Copy out exactly every line from the line containing "assert!(Aabb::new([100.0, 0.0], [150.0, 10.0])" until the records below end, inclusive of both boundary lines.

#### Source information

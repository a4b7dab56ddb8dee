// Copyright 2026 the Tilesdf Authors
// SPDX-License-Identifier: Apache-2.0 OR MIT

//! CPU implementations of the shaders.
//!
//! Each function takes the resources in the binding order of its shader, so
//! a frame can be run without a GPU for testing and headless rendering. The
//! render shader has no bindable output; [`raster`] takes the target pixels
//! as one extra read/write buffer of packed RGBA8 after the shader bindings.

// Allow un-idiomatic Rust to more closely match shaders
#![expect(
    clippy::needless_range_loop,
    reason = "Keeps code easily comparable to GPU shaders"
)]

mod binning;
mod clear;
mod raster;
pub mod sdf;
mod util;
mod write_indirect;

pub use binning::binning;
pub use clear::clear;
pub use raster::raster;
pub use util::{pack4x8unorm, unpack4x8unorm, Vec2};
pub use write_indirect::write_indirect;

use std::cell::{Ref, RefCell, RefMut};
use std::ops::Deref;

use bytemuck::Pod;

/// A resource bound to a CPU shader.
#[derive(Clone, Copy)]
pub enum CpuBinding<'a> {
    /// Data the shader only reads, such as a uniform.
    Buffer(&'a [u8]),
    /// A `read_write` storage buffer.
    BufferRW(&'a RefCell<Vec<u8>>),
}

/// Shared view of a binding's contents.
pub enum BindingRef<'a, T: ?Sized> {
    Slice(&'a T),
    Cell(Ref<'a, T>),
}

impl<T: ?Sized> Deref for BindingRef<'_, T> {
    type Target = T;

    fn deref(&self) -> &T {
        match self {
            BindingRef::Slice(s) => s,
            BindingRef::Cell(r) => r,
        }
    }
}

impl<'a> CpuBinding<'a> {
    fn map<T: ?Sized + 'static>(&self, f: impl Fn(&[u8]) -> &T) -> BindingRef<'_, T> {
        match self {
            CpuBinding::Buffer(b) => BindingRef::Slice(f(*b)),
            CpuBinding::BufferRW(b) => BindingRef::Cell(Ref::map(b.borrow(), |buf| f(buf.as_slice()))),
        }
    }

    fn cell(&self) -> &'a RefCell<Vec<u8>> {
        match self {
            CpuBinding::Buffer(_) => panic!("read-only binding used as read_write"),
            CpuBinding::BufferRW(b) => b,
        }
    }

    /// Views the start of the binding as one `T`, like a WGSL struct binding.
    pub fn as_typed<T: Pod>(&self) -> BindingRef<'_, T> {
        self.map(|b| bytemuck::from_bytes(&b[..size_of::<T>()]))
    }

    pub fn as_typed_mut<T: Pod>(&self) -> RefMut<'a, T> {
        RefMut::map(self.cell().borrow_mut(), |b| {
            bytemuck::from_bytes_mut(&mut b[..size_of::<T>()])
        })
    }

    /// Views the binding as a runtime-sized array.
    pub fn as_slice<T: Pod>(&self) -> BindingRef<'_, [T]> {
        self.map(|b| bytemuck::cast_slice(&b[..b.len() / size_of::<T>() * size_of::<T>()]))
    }

    pub fn as_slice_mut<T: Pod>(&self) -> RefMut<'a, [T]> {
        RefMut::map(self.cell().borrow_mut(), |b| {
            let len = b.len() / size_of::<T>() * size_of::<T>();
            bytemuck::cast_slice_mut(&mut b[..len])
        })
    }
}
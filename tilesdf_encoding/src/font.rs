// Copyright 2026 the Tilesdf Authors
// SPDX-License-Identifier: Apache-2.0 OR MIT

//! A tiny stroke font for labels.
//!
//! Glyphs live on a 4 by 6 grid with the origin at the top left and y
//! pointing down. Each stroke is a segment `[x0, y0, x1, y1]`. A stroke with
//! coincident ends is a dot.

/// One segment of a glyph, in grid units.
pub type Stroke = [i8; 4];

/// Height of a capital letter in grid units.
pub const CAP_HEIGHT: f64 = 6.0;

/// Horizontal distance between glyph origins in grid units.
pub const ADVANCE: f64 = 5.0;

/// Vertical distance between lines in grid units.
pub const LINE_HEIGHT: f64 = 9.0;

/// Stroke radius in grid units.
pub const STROKE_RADIUS: f64 = 0.4;

const RING: &[Stroke] = &[
    [1, 0, 3, 0],
    [3, 0, 4, 1],
    [4, 1, 4, 5],
    [4, 5, 3, 6],
    [3, 6, 1, 6],
    [1, 6, 0, 5],
    [0, 5, 0, 1],
    [0, 1, 1, 0],
];

const BOWL: &[Stroke] = &[
    [0, 6, 0, 0],
    [0, 0, 3, 0],
    [3, 0, 4, 1],
    [4, 1, 4, 2],
    [4, 2, 3, 3],
    [3, 3, 0, 3],
];

/// Strokes of `c`, or `None` if the font has no glyph for it.
///
/// Lowercase letters use the uppercase glyphs. Space has a glyph with no
/// strokes.
pub fn glyph(c: char) -> Option<&'static [Stroke]> {
    Some(match c.to_ascii_uppercase() {
        ' ' => &[],
        'A' => &[[0, 6, 2, 0], [2, 0, 4, 6], [1, 3, 3, 3]],
        'B' => &[
            [0, 0, 0, 6],
            [0, 0, 3, 0],
            [3, 0, 4, 1],
            [4, 1, 4, 2],
            [4, 2, 3, 3],
            [0, 3, 3, 3],
            [3, 3, 4, 4],
            [4, 4, 4, 5],
            [4, 5, 3, 6],
            [3, 6, 0, 6],
        ],
        'C' => &[[4, 0, 1, 0], [1, 0, 0, 1], [0, 1, 0, 5], [0, 5, 1, 6], [1, 6, 4, 6]],
        'D' => &[[0, 0, 0, 6], [0, 0, 2, 0], [2, 0, 4, 2], [4, 2, 4, 4], [4, 4, 2, 6], [2, 6, 0, 6]],
        'E' => &[[4, 0, 0, 0], [0, 0, 0, 6], [0, 6, 4, 6], [0, 3, 3, 3]],
        'F' => &[[4, 0, 0, 0], [0, 0, 0, 6], [0, 3, 3, 3]],
        'G' => &[
            [4, 1, 3, 0],
            [3, 0, 1, 0],
            [1, 0, 0, 1],
            [0, 1, 0, 5],
            [0, 5, 1, 6],
            [1, 6, 3, 6],
            [3, 6, 4, 5],
            [4, 5, 4, 3],
            [4, 3, 2, 3],
        ],
        'H' => &[[0, 0, 0, 6], [4, 0, 4, 6], [0, 3, 4, 3]],
        'I' => &[[1, 0, 3, 0], [2, 0, 2, 6], [1, 6, 3, 6]],
        'J' => &[[4, 0, 4, 5], [4, 5, 3, 6], [3, 6, 1, 6], [1, 6, 0, 5]],
        'K' => &[[0, 0, 0, 6], [4, 0, 0, 4], [1, 3, 4, 6]],
        'L' => &[[0, 0, 0, 6], [0, 6, 4, 6]],
        'M' => &[[0, 6, 0, 0], [0, 0, 2, 3], [2, 3, 4, 0], [4, 0, 4, 6]],
        'N' => &[[0, 6, 0, 0], [0, 0, 4, 6], [4, 6, 4, 0]],
        'O' => RING,
        'P' => BOWL,
        'Q' => &[
            [1, 0, 3, 0],
            [3, 0, 4, 1],
            [4, 1, 4, 5],
            [4, 5, 3, 6],
            [3, 6, 1, 6],
            [1, 6, 0, 5],
            [0, 5, 0, 1],
            [0, 1, 1, 0],
            [2, 4, 4, 6],
        ],
        'R' => &[
            [0, 6, 0, 0],
            [0, 0, 3, 0],
            [3, 0, 4, 1],
            [4, 1, 4, 2],
            [4, 2, 3, 3],
            [3, 3, 0, 3],
            [2, 3, 4, 6],
        ],
        'S' => &[
            [4, 1, 3, 0],
            [3, 0, 1, 0],
            [1, 0, 0, 1],
            [0, 1, 0, 2],
            [0, 2, 1, 3],
            [1, 3, 3, 3],
            [3, 3, 4, 4],
            [4, 4, 4, 5],
            [4, 5, 3, 6],
            [3, 6, 1, 6],
            [1, 6, 0, 5],
        ],
        'T' => &[[0, 0, 4, 0], [2, 0, 2, 6]],
        'U' => &[[0, 0, 0, 5], [0, 5, 1, 6], [1, 6, 3, 6], [3, 6, 4, 5], [4, 5, 4, 0]],
        'V' => &[[0, 0, 2, 6], [2, 6, 4, 0]],
        'W' => &[[0, 0, 1, 6], [1, 6, 2, 3], [2, 3, 3, 6], [3, 6, 4, 0]],
        'X' => &[[0, 0, 4, 6], [4, 0, 0, 6]],
        'Y' => &[[0, 0, 2, 3], [4, 0, 2, 3], [2, 3, 2, 6]],
        'Z' => &[[0, 0, 4, 0], [4, 0, 0, 6], [0, 6, 4, 6]],
        '0' => &[
            [1, 0, 3, 0],
            [3, 0, 4, 1],
            [4, 1, 4, 5],
            [4, 5, 3, 6],
            [3, 6, 1, 6],
            [1, 6, 0, 5],
            [0, 5, 0, 1],
            [0, 1, 1, 0],
            [3, 1, 1, 5],
        ],
        '1' => &[[1, 1, 2, 0], [2, 0, 2, 6], [1, 6, 3, 6]],
        '2' => &[[0, 1, 1, 0], [1, 0, 3, 0], [3, 0, 4, 1], [4, 1, 4, 2], [4, 2, 0, 6], [0, 6, 4, 6]],
        '3' => &[
            [0, 1, 1, 0],
            [1, 0, 3, 0],
            [3, 0, 4, 1],
            [4, 1, 4, 2],
            [4, 2, 3, 3],
            [3, 3, 1, 3],
            [3, 3, 4, 4],
            [4, 4, 4, 5],
            [4, 5, 3, 6],
            [3, 6, 1, 6],
            [1, 6, 0, 5],
        ],
        '4' => &[[3, 6, 3, 0], [3, 0, 0, 4], [0, 4, 4, 4]],
        '5' => &[
            [4, 0, 0, 0],
            [0, 0, 0, 3],
            [0, 3, 3, 3],
            [3, 3, 4, 4],
            [4, 4, 4, 5],
            [4, 5, 3, 6],
            [3, 6, 0, 6],
        ],
        '6' => &[
            [3, 0, 1, 0],
            [1, 0, 0, 1],
            [0, 1, 0, 5],
            [0, 5, 1, 6],
            [1, 6, 3, 6],
            [3, 6, 4, 5],
            [4, 5, 4, 4],
            [4, 4, 3, 3],
            [3, 3, 0, 3],
        ],
        '7' => &[[0, 0, 4, 0], [4, 0, 1, 6]],
        '8' => &[
            [1, 0, 3, 0],
            [3, 0, 4, 1],
            [4, 1, 4, 2],
            [4, 2, 3, 3],
            [3, 3, 1, 3],
            [1, 3, 0, 2],
            [0, 2, 0, 1],
            [0, 1, 1, 0],
            [3, 3, 4, 4],
            [4, 4, 4, 5],
            [4, 5, 3, 6],
            [3, 6, 1, 6],
            [1, 6, 0, 5],
            [0, 5, 0, 4],
            [0, 4, 1, 3],
        ],
        '9' => &[
            [4, 3, 1, 3],
            [1, 3, 0, 2],
            [0, 2, 0, 1],
            [0, 1, 1, 0],
            [1, 0, 3, 0],
            [3, 0, 4, 1],
            [4, 1, 4, 5],
            [4, 5, 3, 6],
            [3, 6, 1, 6],
        ],
        '-' => &[[1, 3, 3, 3]],
        '+' => &[[1, 3, 3, 3], [2, 2, 2, 4]],
        '=' => &[[0, 2, 4, 2], [0, 4, 4, 4]],
        '_' => &[[0, 6, 4, 6]],
        '.' => &[[2, 6, 2, 6]],
        ',' => &[[2, 5, 1, 7]],
        ':' => &[[2, 2, 2, 2], [2, 5, 2, 5]],
        '!' => &[[2, 0, 2, 4], [2, 6, 2, 6]],
        '?' => &[
            [0, 1, 1, 0],
            [1, 0, 3, 0],
            [3, 0, 4, 1],
            [4, 1, 4, 2],
            [4, 2, 2, 3],
            [2, 3, 2, 4],
            [2, 6, 2, 6],
        ],
        '/' => &[[4, 0, 0, 6]],
        '%' => &[[4, 0, 0, 6], [1, 1, 1, 1], [3, 5, 3, 5]],
        '\'' => &[[2, 0, 2, 2]],
        '"' => &[[1, 0, 1, 2], [3, 0, 3, 2]],
        '#' => &[[1, 1, 1, 5], [3, 1, 3, 5], [0, 2, 4, 2], [0, 4, 4, 4]],
        '*' => &[[2, 1, 2, 5], [0, 2, 4, 4], [4, 2, 0, 4]],
        '<' => &[[4, 1, 0, 3], [0, 3, 4, 5]],
        '>' => &[[0, 1, 4, 3], [4, 3, 0, 5]],
        '(' => &[[3, 0, 2, 1], [2, 1, 2, 5], [2, 5, 3, 6]],
        ')' => &[[1, 0, 2, 1], [2, 1, 2, 5], [2, 5, 1, 6]],
        '[' => &[[3, 0, 1, 0], [1, 0, 1, 6], [1, 6, 3, 6]],
        ']' => &[[1, 0, 3, 0], [3, 0, 3, 6], [3, 6, 1, 6]],
        _ => return None,
    })
}

/// A positioned stroke produced by [`layout`], in the caller's units.
#[derive(Copy, Clone, Debug, PartialEq)]
pub struct PlacedStroke {
    pub p0: [f64; 2],
    pub p1: [f64; 2],
    pub radius: f64,
}

/// Lays out `text` with its first glyph's top left corner at `origin` and
/// capital letters `size` units tall.
///
/// Characters without a glyph advance the pen without drawing. A newline
/// starts a new line below `origin`.
pub fn layout(origin: [f64; 2], size: f64, text: &str) -> impl Iterator<Item = PlacedStroke> + '_ {
    let unit = size / CAP_HEIGHT;
    let mut pen = origin;
    text.chars().flat_map(move |c| {
        let at = pen;
        let strokes: &'static [Stroke] = if c == '\n' {
            pen = [origin[0], pen[1] + LINE_HEIGHT * unit];
            &[]
        } else {
            pen[0] += ADVANCE * unit;
            glyph(c).unwrap_or(&[])
        };
        strokes.iter().map(place(at, unit))
    })
}

fn place(at: [f64; 2], unit: f64) -> impl Fn(&Stroke) -> PlacedStroke {
    move |s| PlacedStroke {
        p0: [at[0] + s[0] as f64 * unit, at[1] + s[1] as f64 * unit],
        p1: [at[0] + s[2] as f64 * unit, at[1] + s[3] as f64 * unit],
        radius: STROKE_RADIUS * unit,
    }
}
// Copyright 2026 the Tilesdf Authors
// SPDX-License-Identifier: Apache-2.0 OR MIT

use bytemuck::{Pod, Zeroable};

use crate::config::{MAX_TILE_INDEX, TILE_SIZE};

/// Screen space axis aligned bounding box in pixels.
#[derive(Copy, Clone, Debug, PartialEq)]
pub struct Aabb {
    pub min: [f32; 2],
    pub max: [f32; 2],
}

impl Default for Aabb {
    fn default() -> Self {
        Self::EMPTY
    }
}

impl Aabb {
    /// Box which contains nothing and is the identity for [`Aabb::union`].
    pub const EMPTY: Self = Self {
        min: [f32::MAX, f32::MAX],
        max: [f32::MIN, f32::MIN],
    };

    pub fn new(min: [f32; 2], max: [f32; 2]) -> Self {
        Self { min, max }
    }

    /// Box around a circle.
    pub fn from_circle(center: [f32; 2], radius: f32) -> Self {
        Self {
            min: [center[0] - radius, center[1] - radius],
            max: [center[0] + radius, center[1] + radius],
        }
    }

    /// Smallest box containing all `points`.
    pub fn from_points(points: &[[f32; 2]]) -> Self {
        points.iter().fold(Self::EMPTY, |acc, p| acc.union_point(*p))
    }

    pub fn is_empty(&self) -> bool {
        !(self.min[0] <= self.max[0] && self.min[1] <= self.max[1])
    }

    pub fn union(&self, other: &Self) -> Self {
        Self {
            min: [self.min[0].min(other.min[0]), self.min[1].min(other.min[1])],
            max: [self.max[0].max(other.max[0]), self.max[1].max(other.max[1])],
        }
    }

    pub fn union_point(&self, p: [f32; 2]) -> Self {
        Self {
            min: [self.min[0].min(p[0]), self.min[1].min(p[1])],
            max: [self.max[0].max(p[0]), self.max[1].max(p[1])],
        }
    }

    /// Grows the box by `margin` on every side.
    pub fn inflate(&self, margin: f32) -> Self {
        if self.is_empty() {
            return *self;
        }
        Self {
            min: [self.min[0] - margin, self.min[1] - margin],
            max: [self.max[0] + margin, self.max[1] + margin],
        }
    }

    /// Converts the box to inclusive tile indices for a target of
    /// `width` by `height` pixels.
    ///
    /// Returns [`QuantizedAabb::EMPTY`] when the box does not touch the
    /// target at all.
    pub fn quantize(&self, width: u32, height: u32) -> QuantizedAabb {
        if self.is_empty() || width == 0 || height == 0 {
            return QuantizedAabb::EMPTY;
        }
        let (w, h) = (width as f32, height as f32);
        if self.max[0] < 0.0 || self.max[1] < 0.0 || self.min[0] >= w || self.min[1] >= h {
            return QuantizedAabb::EMPTY;
        }
        let last_x = (width - 1) / TILE_SIZE;
        let last_y = (height - 1) / TILE_SIZE;
        let tile = |v: f32, last: u32| -> u8 {
            let t = (v.max(0.0) / TILE_SIZE as f32).floor() as u32;
            t.min(last).min(MAX_TILE_INDEX) as u8
        };
        QuantizedAabb {
            min_x: tile(self.min[0], last_x),
            min_y: tile(self.min[1], last_y),
            max_x: tile(self.max[0], last_x),
            max_y: tile(self.max[1], last_y),
        }
    }
}

/// Per-command bounding box in inclusive tile units.
///
/// This must be kept in sync with `unpack_aabb` in `shader/shared/command.wgsl`
#[derive(Copy, Clone, Debug, PartialEq, Eq, Zeroable, Pod)]
#[repr(C)]
pub struct QuantizedAabb {
    pub min_x: u8,
    pub min_y: u8,
    pub max_x: u8,
    pub max_y: u8,
}

impl Default for QuantizedAabb {
    fn default() -> Self {
        Self::EMPTY
    }
}

impl QuantizedAabb {
    /// A box that covers no tile.
    pub const EMPTY: Self = Self {
        min_x: 255,
        min_y: 255,
        max_x: 0,
        max_y: 0,
    };

    pub fn is_empty(&self) -> bool {
        self.min_x > self.max_x || self.min_y > self.max_y
    }

    /// Returns true if tile (`x`, `y`) lies inside the box.
    pub fn contains_tile(&self, x: u32, y: u32) -> bool {
        x >= self.min_x as u32
            && x <= self.max_x as u32
            && y >= self.min_y as u32
            && y <= self.max_y as u32
    }

    pub fn union(&self, other: &Self) -> Self {
        if self.is_empty() {
            return *other;
        }
        if other.is_empty() {
            return *self;
        }
        Self {
            min_x: self.min_x.min(other.min_x),
            min_y: self.min_y.min(other.min_y),
            max_x: self.max_x.max(other.max_x),
            max_y: self.max_y.max(other.max_y),
        }
    }
}

pub(crate) fn sub(a: [f32; 2], b: [f32; 2]) -> [f32; 2] {
    [a[0] - b[0], a[1] - b[1]]
}

pub(crate) fn dot(a: [f32; 2], b: [f32; 2]) -> f32 {
    a[0] * b[0] + a[1] * b[1]
}

pub(crate) fn length(a: [f32; 2]) -> f32 {
    dot(a, a).sqrt()
}

#[cfg(test)]
mod tests {
    use super::*;

    #[test]
    fn quantize_disc() {
        // Disc at (100, 100) with radius 50 inflated by a 2.25 pixel margin.
        let aabb = Aabb::from_circle([100.0, 100.0], 50.0).inflate(2.25);
        let q = aabb.quantize(256, 256);
        assert_eq!(
            q,
            QuantizedAabb {
                min_x: 1,
                min_y: 1,
                max_x: 4,
                max_y: 4
            }
        );
    }

    #[test]
    fn quantize_clamps_to_target() {
        let aabb = Aabb::new([-40.0, -40.0], [5000.0, 70.0]);
        let q = aabb.quantize(100, 100);
        assert_eq!(
            q,
            QuantizedAabb {
                min_x: 0,
                min_y: 0,
                max_x: 3,
                max_y: 2
            }
        );
    }

    #[test]
    fn quantize_offscreen_is_empty() {
        assert!(Aabb::new([-50.0, 0.0], [-1.0, 10.0])
            .quantize(100, 100)
            .is_empty());
        assert!(Aabb::new([100.0, 0.0], [150.0, 10.0])
            .quantize(100, 100)
            .is_empty());
        assert!(Aabb::EMPTY.quantize(100, 100).is_empty());
    }

    #[test]
    fn quantize_clamps_to_byte_range() {
        let aabb = Aabb::new([9000.0, 0.0], [9500.0, 10.0]);
        let q = aabb.quantize(10000, 64);
        assert_eq!((q.min_x, q.max_x), (255, 255));
    }

    #[test]
    fn quantized_union_ignores_empty() {
        let a = QuantizedAabb {
            min_x: 2,
            min_y: 3,
            max_x: 4,
            max_y: 5,
        };
        assert_eq!(a.union(&QuantizedAabb::EMPTY), a);
        assert_eq!(QuantizedAabb::EMPTY.union(&a), a);
    }
}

########

* _Completed task_
        assert!(Aabb::new([100.0, 0.0], [150.0, 10.0])
            .quantize(100, 100)
            .is_empty());
        assert!(Aabb::EMPTY.quantize(100, 100).is_empty());
    }

    #[test]
    fn quantize_clamps_to_byte_range() {
        let aabb = Aabb::new([9000.0, 0.0], [9500.0, 10.0]);
        let q = aabb.quantize(10000, 64);
        assert_eq!((q.min_x, q.max_x), (255, 255));
    }

    #[test]
    fn quantized_union_ignores_empty() {
        let a = QuantizedAabb {
            min_x: 2,
            min_y: 3,
            max_x: 4,
            max_y: 5,
        };
        assert_eq!(a.union(&QuantizedAabb::EMPTY), a);
        assert_eq!(QuantizedAabb::EMPTY.union(&a), a);
    }
}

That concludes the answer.